宗教プラグマチズム
『栄光』106号、昭和26(1951)年5月30日発行
アメリカの有名な哲学者バースが、最初唱え出したプラグマチズムは、ウィリアム・ジェームスに至って世界的哲学思想となったので、今日はジェームスが本家のようになってしまったという事である。このプラグマチズムの言葉を訳すと、実利主義とか、実行主義とかいうのだそうだが、私は「行為主義」と言った方が、どうもピッタリするように思う。これは哲学に関心を持つ程の人は、誰もが知っているから多くをいう必要はないが、今私が言いたいのは、宗教プラグマチズムである、これは以前も一度かいた事があるが、今一度徹底したいと思うので、再びかくのである。

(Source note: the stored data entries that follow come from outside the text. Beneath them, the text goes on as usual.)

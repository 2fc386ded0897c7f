//! # Callbacks
//!
//! Observers invoked by a training driver at fixed lifecycle points, in this
//! order: `on_train_begin`, then per epoch `on_epoch_begin`, `on_epoch_end`,
//! `on_validation_begin`, `on_validation_end`, and finally `on_train_end`.
//!
//! Hooks that may change the agents (temperature annealing) receive the
//! population mutably. Structured output goes to a [`RecordSink`].

pub mod sink;
pub mod stats;
pub mod console;
pub mod temperature;

pub use sink::{MemorySink, RecordSink, StdoutSink};
pub use stats::{BestStatsTracker, SplitStats, StatsSlot};
pub use console::ConsoleLogger;
pub use temperature::TemperatureUpdater;

use tracing::debug;

use crate::config::ExperimentConfig;
use crate::error::Result;
use crate::interaction::Interaction;
use crate::population::Population;

/// Lifecycle observer. Every hook defaults to doing nothing.
pub trait Callback {
    fn on_train_begin(&mut self, _population: &mut Population) -> Result<()> {
        Ok(())
    }

    fn on_epoch_begin(&mut self, _epoch: usize) -> Result<()> {
        Ok(())
    }

    fn on_epoch_end(&mut self, _population: &mut Population, _loss: f32, _logs: &Interaction, _epoch: usize) -> Result<()> {
        Ok(())
    }

    fn on_validation_begin(&mut self, _epoch: usize) -> Result<()> {
        Ok(())
    }

    fn on_validation_end(&mut self, _loss: f32, _logs: &Interaction, _epoch: usize) -> Result<()> {
        Ok(())
    }

    fn on_train_end(&mut self) -> Result<()> {
        Ok(())
    }
}

/// Standard callbacks for a population run: a JSON console logger, the
/// best-stats tracker, and one temperature updater per sender when the
/// senders anneal their temperature instead of learning it.
pub fn get_callbacks<S>(config: &ExperimentConfig, population: &Population, sink: S) -> Result<Vec<Box<dyn Callback>>>
where
    S: RecordSink + Clone + 'static,
{
    let mut callbacks: Vec<Box<dyn Callback>> = vec![
        Box::new(ConsoleLogger::with_sink(true, true, Box::new(sink.clone()))),
        Box::new(BestStatsTracker::with_sink(Box::new(sink))),
    ];

    let annealable = population
        .sender(0)
        .map_or(false, |sender| sender.as_annealable().is_some());
    if annealable && !config.agents.train_gs_temperature {
        for sender_idx in 0..population.n_senders() {
            callbacks.push(Box::new(TemperatureUpdater::new(
                sender_idx,
                config.agents.minimum_gs_temperature,
                config.agents.gs_temperature_decay,
                config.agents.update_gs_temp_frequency,
            )?));
        }
    }
    debug!(count = callbacks.len(), annealable, "built callbacks");
    Ok(callbacks)
}

#[cfg(test)]
mod tests {
    use super::*;
    use crate::agents::Sender;
    use crate::tests::stubs::{const_losses, tag_receivers, tag_senders, TagSender};

    #[test]
    fn test_updaters_only_for_annealable_senders() {
        let config = ExperimentConfig::default();

        let plain = Population::new(tag_senders(3), tag_receivers(1), const_losses(&[0.0])).unwrap();
        assert_eq!(get_callbacks(&config, &plain, MemorySink::new()).unwrap().len(), 2);

        let senders: Vec<Box<dyn Sender>> = (0..3).map(|i| Box::new(TagSender::annealable(i, 5.0)) as Box<dyn Sender>).collect();
        let annealing = Population::new(senders, tag_receivers(1), const_losses(&[0.0])).unwrap();
        assert_eq!(get_callbacks(&config, &annealing, MemorySink::new()).unwrap().len(), 5);

        let mut trained = config.clone();
        trained.agents.train_gs_temperature = true;
        assert_eq!(get_callbacks(&trained, &annealing, MemorySink::new()).unwrap().len(), 2);
    }
}
use ndarray::{Array2, ArrayView2, Axis};
use rand::rngs::StdRng;
use rand::{Rng, SeedableRng};
use rand_distr::Gumbel;

use crate::activations::softmax_rows;
use crate::checkpoint::StateDict;
use crate::error::{EmcomError, Result};
use crate::network::Mlp;
use super::traits::{Annealable, Sender};

/// Sender projecting an image representation onto a vocabulary and emitting
/// a relaxed one-hot symbol.
///
/// While training the symbol is a Gumbel-softmax sample at the current
/// temperature (hardened to a one-hot when `straight_through` is set); in
/// evaluation it is the one-hot of the highest logit.
pub struct EmSslSender {
    fc: Mlp,
    temperature: f32,
    trainable_temperature: bool,
    straight_through: bool,
    training: bool,
    rng: StdRng,
}

impl EmSslSender {
    pub fn new(
        input_dim: usize,
        hidden_dim: usize,
        output_dim: usize,
        temperature: f32,
        trainable_temperature: bool,
        straight_through: bool,
        seed: u64,
    ) -> Result<Self> {
        if temperature <= 0.0 {
            return Err(EmcomError::configuration("gs_temperature", "temperature must be positive"));
        }
        let mut rng = StdRng::seed_from_u64(seed);
        let fc = Mlp::projection_head(input_dim, hidden_dim, output_dim, true, true, &mut rng)?;
        Ok(EmSslSender {
            fc,
            temperature,
            trainable_temperature,
            straight_through,
            training: true,
            rng,
        })
    }

    pub fn vocab_size(&self) -> Option<usize> {
        self.fc.output_size()
    }

    /// Current temperature, regardless of whether it is annealed or trained
    pub fn current_temperature(&self) -> f32 {
        self.temperature
    }
}

impl Sender for EmSslSender {
    fn send(&mut self, input: ArrayView2<f32>) -> Result<Array2<f32>> {
        let logits = self.fc.forward(input)?;
        if self.training {
            gumbel_softmax_sample(&logits, self.temperature, self.straight_through, &mut self.rng)
        } else {
            Ok(one_hot_argmax(&logits))
        }
    }

    fn set_training(&mut self, training: bool) {
        self.training = training;
        self.fc.set_training(training);
    }

    fn as_annealable(&self) -> Option<&dyn Annealable> {
        if self.trainable_temperature {
            None
        } else {
            Some(self)
        }
    }

    fn as_annealable_mut(&mut self) -> Option<&mut dyn Annealable> {
        if self.trainable_temperature {
            None
        } else {
            Some(self)
        }
    }

    fn state_dict(&self) -> StateDict {
        self.fc.state_dict()
    }

    fn load_state_dict(&mut self, state: &StateDict) -> Result<()> {
        self.fc.load_state_dict(state)
    }
}

impl Annealable for EmSslSender {
    fn temperature(&self) -> f32 {
        self.temperature
    }

    fn set_temperature(&mut self, temperature: f32) {
        self.temperature = temperature;
    }
}

/// Softmax of `(logits + g) / temperature` with standard Gumbel noise `g`.
pub fn gumbel_softmax_sample<R: Rng + ?Sized>(
    logits: &Array2<f32>,
    temperature: f32,
    straight_through: bool,
    rng: &mut R,
) -> Result<Array2<f32>> {
    let gumbel = Gumbel::new(0.0f32, 1.0f32).map_err(|e| EmcomError::Computation(e.to_string()))?;
    let perturbed = logits.mapv(|l| (l + rng.sample(gumbel)) / temperature);
    let sample = softmax_rows(&perturbed);
    if straight_through {
        Ok(one_hot_argmax(&sample))
    } else {
        Ok(sample)
    }
}

/// One-hot encoding of each row's largest entry (first one on ties)
pub fn one_hot_argmax(values: &Array2<f32>) -> Array2<f32> {
    let mut out = Array2::zeros(values.dim());
    for (i, row) in values.axis_iter(Axis(0)).enumerate() {
        if let Some(j) = argmax(row.iter().copied()) {
            out[[i, j]] = 1.0;
        }
    }
    out
}

pub(crate) fn argmax<I: Iterator<Item = f32>>(values: I) -> Option<usize> {
    let mut best: Option<(usize, f32)> = None;
    for (i, v) in values.enumerate() {
        match best {
            Some((_, b)) if v <= b => {}
            _ => best = Some((i, v)),
        }
    }
    best.map(|(i, _)| i)
}
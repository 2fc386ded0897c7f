use crate::builders::build_game;
use crate::config::ExperimentConfig;
use crate::data::{DataLoader, ImageDataset};
use crate::evaluation::{evaluate, pair_accuracy, EvaluationMode};
use crate::population::{PopulationGame, UniformAgentSampler};
use crate::tests::stubs::{batch, const_losses, tag_receivers, tag_senders, EchoGame};

const LOSSES: [f32; 3] = [0.5, 1.0, 4.0];

fn sampler(seed: u64) -> UniformAgentSampler {
    UniformAgentSampler::from_pools(tag_senders(2), tag_receivers(3), const_losses(&LOSSES), seed).unwrap()
}

#[test]
fn test_exhaustive_counts_and_mean_loss() {
    let mut game = PopulationGame::new(EchoGame, sampler(8));
    let data = vec![batch(4, 2), batch(4, 2), batch(4, 2)];
    let (mean_loss, interaction) = evaluate(&mut game, data, 2, 3, EvaluationMode::Exhaustive).unwrap();

    assert_eq!(interaction.size(), 3 * 2 * 3 * 4);

    // every play draws only its loss from the sampler
    let mut replay = sampler(8);
    let plays: Vec<f32> = (0..3 * 2 * 3).map(|_| LOSSES[replay.draw_loss()]).collect();
    let expected = plays.iter().map(|&l| l as f64).sum::<f64>() / plays.len() as f64;
    assert!((mean_loss as f64 - expected).abs() < 1e-6);
}

#[test]
fn test_sampled_counts_and_mean_loss() {
    let mut game = PopulationGame::new(EchoGame, sampler(21));
    let data = vec![batch(2, 2), batch(2, 2)];
    let (mean_loss, interaction) = evaluate(&mut game, data, 2, 3, EvaluationMode::Sampled).unwrap();

    assert_eq!(interaction.size(), 2 * 2 * 3 * 2);

    let mut replay = sampler(21);
    let plays: Vec<f32> = (0..2 * 2 * 3).map(|_| LOSSES[replay.draw().loss_idx]).collect();
    let expected = plays.iter().map(|&l| l as f64).sum::<f64>() / plays.len() as f64;
    assert!((mean_loss as f64 - expected).abs() < 1e-6);
}

#[test]
fn test_exhaustive_evaluation_of_built_game() {
    let mut config = ExperimentConfig::default();
    config.population.n_senders = 2;
    config.population.n_recvs = 3;
    config.agents.vocab_size = 8;
    config.agents.projection_hidden_dim = 6;
    config.vision.image_dim = 10;
    config.vision.features_dim = 4;

    let mut game = build_game(&config).unwrap();
    let loader = DataLoader::new(ImageDataset::synthetic(20, 10, 3, 1).unwrap(), 4).unwrap();
    let (loss, interaction) = evaluate(&mut game, &loader, 2, 3, EvaluationMode::Exhaustive).unwrap();

    assert!(loss.is_finite());
    assert_eq!(interaction.size(), 5 * 2 * 3 * 4);
    assert!(interaction.sender_input.is_none());
    let acc = interaction.aux_mean("acc").unwrap();
    assert!((0.0..=1.0).contains(&acc));

    let per_pair = pair_accuracy(&interaction).unwrap();
    assert_eq!(per_pair.keys().copied().collect::<Vec<_>>(), vec![(0, 0), (0, 1), (0, 2), (1, 0), (1, 1), (1, 2)]);
}

#[test]
fn test_evaluation_is_repeatable() {
    let run = || {
        let mut game = PopulationGame::new(EchoGame, sampler(4));
        evaluate(&mut game, vec![batch(3, 2); 2], 2, 3, EvaluationMode::Sampled).unwrap()
    };
    assert_eq!(run(), run());
}
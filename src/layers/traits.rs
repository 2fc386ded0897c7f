use ndarray::{Array2, ArrayView2};

use crate::checkpoint::StateDict;
use crate::error::Result;

/// Trait defining the interface for forward-only network layers
pub trait Layer: Send {
    /// Perform forward propagation for a batch of inputs
    fn forward_batch(&mut self, inputs: ArrayView2<f32>) -> Result<Array2<f32>>;

    /// Switch between training and evaluation behaviour
    fn set_training(&mut self, _training: bool) {}

    /// Width of the produced features, if fixed by the layer
    fn output_size(&self) -> Option<usize>;

    /// Append this layer's parameters under `prefix`
    fn state_dict(&self, _prefix: &str, _state: &mut StateDict) {}

    /// Restore this layer's parameters from entries under `prefix`
    fn load_state_dict(&mut self, _prefix: &str, _state: &StateDict) -> Result<()> {
        Ok(())
    }
}
//! Batch-aligned records of what happened during a forward pass.

use ndarray::{concatenate, Array, Array1, Array2, ArrayD, Axis, RemoveAxis};
use serde::{Serialize, Deserialize};
use std::collections::BTreeMap;

use crate::error::{EmcomError, Result};

/// Auxiliary per-example metrics keyed by name; axis 0 is the batch axis.
pub type Aux = BTreeMap<String, ArrayD<f32>>;

/// Inputs, messages, outputs and metrics of one or more forward passes.
#[derive(Debug, Clone, Default, PartialEq, Serialize, Deserialize)]
pub struct Interaction {
    pub sender_input: Option<Array2<f32>>,
    pub receiver_input: Option<Array2<f32>>,
    pub labels: Option<Array1<usize>>,
    pub message: Option<Array2<f32>>,
    pub receiver_output: Option<Array2<f32>>,
    pub message_length: Option<Array1<f32>>,
    pub aux: Aux,
}

impl Interaction {
    /// Number of examples in the record
    pub fn size(&self) -> usize {
        let candidates = [
            self.sender_input.as_ref().map(|a| a.nrows()),
            self.receiver_input.as_ref().map(|a| a.nrows()),
            self.labels.as_ref().map(|a| a.len()),
            self.message.as_ref().map(|a| a.nrows()),
            self.receiver_output.as_ref().map(|a| a.nrows()),
            self.message_length.as_ref().map(|a| a.len()),
        ];
        candidates
            .into_iter()
            .flatten()
            .next()
            .or_else(|| self.aux.values().next().and_then(|a| a.shape().first().copied()))
            .unwrap_or(0)
    }

    /// Fetch an aux entry, failing when it was never recorded
    pub fn aux_field(&self, key: &str) -> Result<&ArrayD<f32>> {
        self.aux.get(key).ok_or_else(|| {
            EmcomError::configuration("interaction.aux", format!("missing required field '{}'", key))
        })
    }

    /// Mean over every element of an aux entry
    pub fn aux_mean(&self, key: &str) -> Result<f32> {
        self.aux_field(key)?.mean().ok_or_else(|| {
            EmcomError::configuration("interaction.aux", format!("field '{}' is empty", key))
        })
    }

    /// Merge records along the batch axis, preserving their order.
    ///
    /// A field must be present in every record or in none of them, and all
    /// records must carry the same aux keys.
    pub fn from_iterable<I>(interactions: I) -> Result<Interaction>
    where
        I: IntoIterator<Item = Interaction>,
    {
        let parts: Vec<Interaction> = interactions.into_iter().collect();
        if parts.is_empty() {
            return Err(EmcomError::configuration("interactions", "no interactions to merge"));
        }

        let keys: Vec<&String> = parts[0].aux.keys().collect();
        for (i, part) in parts.iter().enumerate().skip(1) {
            if part.aux.keys().collect::<Vec<_>>() != keys {
                return Err(EmcomError::configuration(
                    "interactions",
                    format!("record {} has aux keys {:?}, expected {:?}", i, part.aux.keys().collect::<Vec<_>>(), keys),
                ));
            }
        }

        let mut aux = Aux::new();
        for key in &keys {
            let views: Vec<_> = parts.iter().map(|p| p.aux[key.as_str()].view()).collect();
            let merged = concatenate(Axis(0), &views)
                .map_err(|e| EmcomError::dimension_mismatch(format!("compatible shapes for aux '{}'", key), e.to_string()))?;
            aux.insert((*key).clone(), merged);
        }

        Ok(Interaction {
            sender_input: merge_field("sender_input", parts.iter().map(|p| p.sender_input.as_ref()))?,
            receiver_input: merge_field("receiver_input", parts.iter().map(|p| p.receiver_input.as_ref()))?,
            labels: merge_field("labels", parts.iter().map(|p| p.labels.as_ref()))?,
            message: merge_field("message", parts.iter().map(|p| p.message.as_ref()))?,
            receiver_output: merge_field("receiver_output", parts.iter().map(|p| p.receiver_output.as_ref()))?,
            message_length: merge_field("message_length", parts.iter().map(|p| p.message_length.as_ref()))?,
            aux,
        })
    }
}

fn merge_field<'a, A, D, I>(name: &str, parts: I) -> Result<Option<Array<A, D>>>
where
    A: Clone + 'a,
    D: RemoveAxis + 'a,
    I: Iterator<Item = Option<&'a Array<A, D>>>,
{
    let parts: Vec<_> = parts.collect();
    let present = parts.iter().filter(|p| p.is_some()).count();
    if present == 0 {
        return Ok(None);
    }
    if present != parts.len() {
        return Err(EmcomError::configuration(
            "interactions",
            format!("field '{}' is present in {} of {} records", name, present, parts.len()),
        ));
    }
    let views: Vec<_> = parts.into_iter().flatten().map(|a| a.view()).collect();
    concatenate(Axis(0), &views)
        .map(Some)
        .map_err(|e| EmcomError::dimension_mismatch(format!("compatible shapes for '{}'", name), e.to_string()))
}

/// Which parts of a forward pass are kept in the returned [`Interaction`].
#[derive(Debug, Clone, Copy, PartialEq, Eq, Serialize, Deserialize)]
pub struct LoggingStrategy {
    pub store_sender_input: bool,
    pub store_receiver_input: bool,
    pub store_labels: bool,
    pub store_message: bool,
    pub store_receiver_output: bool,
    pub store_message_length: bool,
}

impl Default for LoggingStrategy {
    fn default() -> Self {
        LoggingStrategy {
            store_sender_input: true,
            store_receiver_input: true,
            store_labels: true,
            store_message: true,
            store_receiver_output: true,
            store_message_length: true,
        }
    }
}

impl LoggingStrategy {
    /// Keep labels, messages and receiver outputs only
    pub fn population_game() -> Self {
        LoggingStrategy {
            store_sender_input: false,
            store_receiver_input: false,
            store_labels: true,
            store_message: true,
            store_receiver_output: true,
            store_message_length: false,
        }
    }

    pub fn filtered_interaction(&self, full: Interaction) -> Interaction {
        Interaction {
            sender_input: full.sender_input.filter(|_| self.store_sender_input),
            receiver_input: full.receiver_input.filter(|_| self.store_receiver_input),
            labels: full.labels.filter(|_| self.store_labels),
            message: full.message.filter(|_| self.store_message),
            receiver_output: full.receiver_output.filter(|_| self.store_receiver_output),
            message_length: full.message_length.filter(|_| self.store_message_length),
            aux: full.aux,
        }
    }
}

単に、宗教行為主義というと、既成宗教のいずれもは実行しているように見えるが、なるほど文書による宣伝や、言葉の説教、祷(いの)り、宗教的行事、禁欲、難行苦行といったような事は、誰も知っているが肝腎な実生活にまで及んでいないのが遺憾である。だから忌憚なく言えば、実生活と離れた一種の精神的修養でしかないと言えよう。ところが哲学プラグマチズムは、実生活に哲学を採り入れ、役立つものにしようとするものでこの点実にアメリカ式である。それと同様私は宗教を実生活に取入れるというよりも、宗教と実生活と密接不離な関係にまで、溶け込ませようとするのである、だから今までの既成信仰者のように、独善的、孤立的、観念的ではなく、超世間的な点を最も嫌い、飽くまで一般人と同様であるのはもちろん、極力信仰の臭味を無くするようにし、万事常識的で、信仰があるのかないのか人の目には映らないくらいにするところまで、信仰が身に着いてしまわなければならないと思う、つまり応身の働きである。
宗教行為主義とは、以上によってほぼ納得されたであろう。